GIVEN ENTRIES
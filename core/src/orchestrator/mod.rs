//! Orchestrator for the run lifecycle
//!
//! The Orchestrator wires the pipeline stages together:
//! - Connecting one backend session per worker (readiness barrier)
//! - Starting workers, collector, rate limiter and generator in that order
//! - Arming the generation window and the outer drain deadline
//! - Joining every stage and producing the [`RunSummary`]
//!
//! # Example
//!
//! ```ignore
//! use stampede_core::{OrchestratorBuilder, RunConfig};
//!
//! let (orchestrator, snapshots_rx) = OrchestratorBuilder::new()
//!     .config(RunConfig::new(4))
//!     .factory(factory)
//!     .generator(generator)
//!     .build()?;
//!
//! let summary = orchestrator.run_with_signal_handling().await?;
//! println!("{}", summary.report);
//! ```

mod aggregator;
mod builder;
mod executor;

pub use aggregator::{aggregate_worker_stats, AggregatedStats};
pub use builder::OrchestratorBuilder;
pub use executor::{Orchestrator, RunSummary, ShutdownHandle};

EXERCISE REQUIREMENTS
Determine the number of lines in the data that include the string "executor". Only that number belongs in the answer.

RESPONSE TO THE EXERCISE
2